"""
//! Paycomet hosted payment page
//!
//! The browser is sent to the gateway through an auto-submitting form whose
//! fields are signed with SHA-512. The gateway redirects back to `URLOK` or
//! `URLKO`, which flip the receipt status.

use serde::Serialize;
use sha2::{Digest, Sha512};
use shared::error::{AppError, ErrorCode};
use shared::models::Receipt;
use shared::money;
use sqlx::PgPool;

use crate::config::{Config, PaycometConfig};
use crate::db::receipts;
use crate::error::ServiceResult;

pub const SUCCESS_PATH: &str = "/payment/success";
pub const FAILURE_PATH: &str = "/payment/failure";

/// Signed form posted to the hosted payment page
#[derive(Debug, Clone, Serialize)]
pub struct PaymentForm {
    pub action: String,
    pub fields: Vec<FormField>,
}

#[derive(Debug, Clone, PartialEq, Eq, Serialize)]
pub struct FormField {
    pub name: &'static str,
    pub value: String,
}

impl PaymentForm {
    pub fn field(&self, name: &str) -> Option<&str> {
        self.fields
            .iter()
            .find(|f| f.name == name)
            .map(|f| f.value.as_str())
    }
}

/// Uppercase hex SHA-512 of
/// `client_code + terminal + order + amount + currency + password`
pub fn signature(paycomet: &PaycometConfig, order: &str, amount: i64) -> String {
    let mut hasher = Sha512::new();
    hasher.update(paycomet.client_code.as_bytes());
    hasher.update(paycomet.terminal.as_bytes());
    hasher.update(order.as_bytes());
    hasher.update(amount.to_string().as_bytes());
    hasher.update(paycomet.currency.as_bytes());
    hasher.update(paycomet.password.as_bytes());
    hex::encode_upper(hasher.finalize())
}

/// Build the form for `receipt`. The order string is the receipt id and the
/// amount its total in (truncated) cents.
pub fn build_form(config: &Config, receipt: &Receipt) -> Result<PaymentForm, AppError> {
    let paycomet = &config.paycomet;
    if paycomet.client_code.is_empty() || paycomet.terminal.is_empty() || paycomet.password.is_empty()
    {
        return Err(AppError::new(ErrorCode::PaymentNotConfigured));
    }
    if receipt.paid {
        return Err(AppError::new(ErrorCode::ReceiptAlreadyPaid));
    }

    let order = receipt.id.to_string();
    let amount = money::to_cents(receipt.total)?;
    let field = |name, value: String| FormField { name, value };

    Ok(PaymentForm {
        action: paycomet.url.clone(),
        fields: vec![
            field("MERCHANT_MERCHANTCODE", paycomet.client_code.clone()),
            field("MERCHANT_TERMINAL", paycomet.terminal.clone()),
            field("MERCHANT_ORDER", order.clone()),
            field("MERCHANT_AMOUNT", amount.to_string()),
            field("MERCHANT_CURRENCY", paycomet.currency.clone()),
            field("MERCHANT_SIGNATURE", signature(paycomet, &order, amount)),
            field("URLOK", config.absolute_url(SUCCESS_PATH)),
            field("URLKO", config.absolute_url(FAILURE_PATH)),
            field("LANGUAGE", paycomet.language.clone()),
        ],
    })
}

/// Build the form and record the order string as the receipt's payment reference
pub async fn payment_form(
    pool: &PgPool,
    config: &Config,
    receipt: &Receipt,
) -> ServiceResult<PaymentForm> {
    let form = build_form(config, receipt)?;
    let order = form.field("MERCHANT_ORDER").unwrap_or_default();
    receipts::set_payment_reference(pool, receipt.id, receipt.user_id, order, &form.action).await?;
    tracing::info!(receipt_id = receipt.id, amount = ?form.field("MERCHANT_AMOUNT"), "Payment form issued");
    Ok(form)
}

pub async fn payment_succeeded(pool: &PgPool, receipt_id: i64, user_id: i64) -> ServiceResult<bool> {
    receipts::mark_paid(pool, receipt_id, user_id).await
}

pub async fn payment_failed(pool: &PgPool, receipt_id: i64, user_id: i64) -> ServiceResult<bool> {
    receipts::mark_failed(pool, receipt_id, user_id).await
}

#[cfg(test)]
mod tests {
    use super::*;
    use chrono::Utc;
    use rust_decimal::Decimal;
    use shared::models::PaymentStatus;
    use std::str::FromStr;

    fn config() -> Config {
        let mut config = Config::local("postgres://localhost/gastro");
        config.paycomet.client_code = "CC01".to_string();
        config.paycomet.terminal = "1234".to_string();
        config.paycomet.password = "secret".to_string();
        config.public_base_url = "https://shop.example.com".to_string();
        config
    }

    fn receipt(total: &str) -> Receipt {
        Receipt {
            id: 42,
            user_id: 7,
            username: "ana".to_string(),
            company_id: None,
            company_name: None,
            total: Decimal::from_str(total).unwrap(),
            purchased_at: Utc::now(),
            paid: false,
            paid_at: None,
            payment_reference: None,
            payment_method: None,
            payment_status: PaymentStatus::Pendiente,
            iframe_url: None,
        }
    }

    #[test]
    fn test_signature_matches_manual_digest() {
        let config = config();
        let expected = hex::encode_upper(Sha512::digest(b"CC01123442995EURsecret"));
        assert_eq!(signature(&config.paycomet, "42", 995), expected);
        assert_eq!(expected.len(), 128);
        assert!(expected.chars().all(|c| !c.is_ascii_lowercase()));
    }

    #[test]
    fn test_form_fields() {
        let form = build_form(&config(), &receipt("9.95")).unwrap();
        assert_eq!(form.action, config().paycomet.url);
        assert_eq!(form.field("MERCHANT_ORDER"), Some("42"));
        assert_eq!(form.field("MERCHANT_AMOUNT"), Some("995"));
        assert_eq!(form.field("MERCHANT_CURRENCY"), Some("EUR"));
        assert_eq!(form.field("LANGUAGE"), Some("ES"));
        assert_eq!(
            form.field("URLOK"),
            Some("https://shop.example.com/payment/success")
        );
        assert_eq!(
            form.field("URLKO"),
            Some("https://shop.example.com/payment/failure")
        );
        assert_eq!(form.fields.len(), 9);
    }

    #[test]
    fn test_amount_truncates_to_cents() {
        let form = build_form(&config(), &receipt("12.349")).unwrap();
        assert_eq!(form.field("MERCHANT_AMOUNT"), Some("1234"));
    }

    #[test]
    fn test_missing_credentials() {
        let mut config = config();
        config.paycomet.password.clear();
        let err = build_form(&config, &receipt("5.00")).unwrap_err();
        assert_eq!(err.code, ErrorCode::PaymentNotConfigured);
    }

    #[test]
    fn test_paid_receipt_rejected() {
        let mut paid = receipt("5.00");
        paid.paid = true;
        let err = build_form(&config(), &paid).unwrap_err();
        assert_eq!(err.code, ErrorCode::ReceiptAlreadyPaid);
    }
}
"""
- **ASSIGNED TASK**: Produce the records once again, exactly as they stand above.

- **SOLUTION BELOW**:
//! Paycomet hosted payment page
//!
//! The browser is sent to the gateway through an auto-submitting form whose
//! fields are signed with SHA-512. The gateway redirects back to `URLOK` or
//! `URLKO`, which flip the receipt status.

use serde::Serialize;
use sha2::{Digest, Sha512};
use shared::error::{AppError, ErrorCode};
use shared::models::Receipt;
use shared::money;
use sqlx::PgPool;

use crate::config::{Config, PaycometConfig};
use crate::db::receipts;
use crate::error::ServiceResult;

pub const SUCCESS_PATH: &str = "/payment/success";
pub const FAILURE_PATH: &str = "/payment/failure";

/// Signed form posted to the hosted payment page
#[derive(Debug, Clone, Serialize)]
pub struct PaymentForm {
    pub action: String,
    pub fields: Vec<FormField>,
}

#[derive(Debug, Clone, PartialEq, Eq, Serialize)]
pub struct FormField {
    pub name: &'static str,
    pub value: String,
}

impl PaymentForm {
    pub fn field(&self, name: &str) -> Option<&str> {
        self.fields
            .iter()
            .find(|f| f.name == name)
            .map(|f| f.value.as_str())
    }
}

/// Uppercase hex SHA-512 of
/// `client_code + terminal + order + amount + currency + password`
pub fn signature(paycomet: &PaycometConfig, order: &str, amount: i64) -> String {
    let mut hasher = Sha512::new();
    hasher.update(paycomet.client_code.as_bytes());
    hasher.update(paycomet.terminal.as_bytes());
    hasher.update(order.as_bytes());
    hasher.update(amount.to_string().as_bytes());
    hasher.update(paycomet.currency.as_bytes());
    hasher.update(paycomet.password.as_bytes());
    hex::encode_upper(hasher.finalize())
}

/// Build the form for `receipt`. The order string is the receipt id and the
/// amount its total in (truncated) cents.
pub fn build_form(config: &Config, receipt: &Receipt) -> Result<PaymentForm, AppError> {
    let paycomet = &config.paycomet;
    if paycomet.client_code.is_empty() || paycomet.terminal.is_empty() || paycomet.password.is_empty()
    {
        return Err(AppError::new(ErrorCode::PaymentNotConfigured));
    }
    if receipt.paid {
        return Err(AppError::new(ErrorCode::ReceiptAlreadyPaid));
    }

    let order = receipt.id.to_string();
    let amount = money::to_cents(receipt.total)?;
    let field = |name, value: String| FormField { name, value };

    Ok(PaymentForm {
        action: paycomet.url.clone(),
        fields: vec![
            field("MERCHANT_MERCHANTCODE", paycomet.client_code.clone()),
            field("MERCHANT_TERMINAL", paycomet.terminal.clone()),
            field("MERCHANT_ORDER", order.clone()),
            field("MERCHANT_AMOUNT", amount.to_string()),
            field("MERCHANT_CURRENCY", paycomet.currency.clone()),
            field("MERCHANT_SIGNATURE", signature(paycomet, &order, amount)),
            field("URLOK", config.absolute_url(SUCCESS_PATH)),
            field("URLKO", config.absolute_url(FAILURE_PATH)),
            field("LANGUAGE", paycomet.language.clone()),
        ],
    })
}

/// Build the form and record the order string as the receipt's payment reference
pub async fn payment_form(
    pool: &PgPool,
    config: &Config,
    receipt: &Receipt,
) -> ServiceResult<PaymentForm> {
    let form = build_form(config, receipt)?;
    let order = form.field("MERCHANT_ORDER").unwrap_or_default();
    receipts::set_payment_reference(pool, receipt.id, receipt.user_id, order, &form.action).await?;
    tracing::info!(receipt_id = receipt.id, amount = ?form.field("MERCHANT_AMOUNT"), "Payment form issued");
    Ok(form)
}

pub async fn payment_succeeded(pool: &PgPool, receipt_id: i64, user_id: i64) -> ServiceResult<bool> {
    receipts::mark_paid(pool, receipt_id, user_id).await
}

pub async fn payment_failed(pool: &PgPool, receipt_id: i64, user_id: i64) -> ServiceResult<bool> {
    receipts::mark_failed(pool, receipt_id, user_id).await
}

#[cfg(test)]
mod tests {
    use super::*;
    use chrono::Utc;
    use rust_decimal::Decimal;
    use shared::models::PaymentStatus;
    use std::str::FromStr;

    fn config() -> Config {
        let mut config = Config::local("postgres://localhost/gastro");
        config.paycomet.client_code = "CC01".to_string();
        config.paycomet.terminal = "1234".to_string();
        config.paycomet.password = "secret".to_string();
        config.public_base_url = "https://shop.example.com".to_string();
        config
    }

    fn receipt(total: &str) -> Receipt {
        Receipt {
            id: 42,
            user_id: 7,
            username: "ana".to_string(),
            company_id: None,
            company_name: None,
            total: Decimal::from_str(total).unwrap(),
            purchased_at: Utc::now(),
            paid: false,
            paid_at: None,
            payment_reference: None,
            payment_method: None,
            payment_status: PaymentStatus::Pendiente,
            iframe_url: None,
        }
    }

    #[test]
    fn test_signature_matches_manual_digest() {
        let config = config();
        let expected = hex::encode_upper(Sha512::digest(b"CC01123442995EURsecret"));
        assert_eq!(signature(&config.paycomet, "42", 995), expected);
        assert_eq!(expected.len(), 128);
        assert!(expected.chars().all(|c| !c.is_ascii_lowercase()));
    }

    #[test]
    fn test_form_fields() {
        let form = build_form(&config(), &receipt("9.95")).unwrap();
        assert_eq!(form.action, config().paycomet.url);
        assert_eq!(form.field("MERCHANT_ORDER"), Some("42"));
        assert_eq!(form.field("MERCHANT_AMOUNT"), Some("995"));
        assert_eq!(form.field("MERCHANT_CURRENCY"), Some("EUR"));
        assert_eq!(form.field("LANGUAGE"), Some("ES"));
        assert_eq!(
            form.field("URLOK"),
            Some("https://shop.example.com/payment/success")
        );
        assert_eq!(
            form.field("URLKO"),
            Some("https://shop.example.com/payment/failure")
        );
        assert_eq!(form.fields.len(), 9);
    }

    #[test]
    fn test_amount_truncates_to_cents() {
        let form = build_form(&config(), &receipt("12.349")).unwrap();
        assert_eq!(form.field("MERCHANT_AMOUNT"), Some("1234"));
    }

    #[test]
    fn test_missing_credentials() {
        let mut config = config();
        config.paycomet.password.clear();
        let err = build_form(&config, &receipt("5.00")).unwrap_err();
        assert_eq!(err.code, ErrorCode::PaymentNotConfigured);
    }

    #[test]
    fn test_paid_receipt_rejected() {
        let mut paid = receipt("5.00");
        paid.paid = true;
        let err = build_form(&config(), &paid).unwrap_err();
        assert_eq!(err.code, ErrorCode::ReceiptAlreadyPaid);
    }
}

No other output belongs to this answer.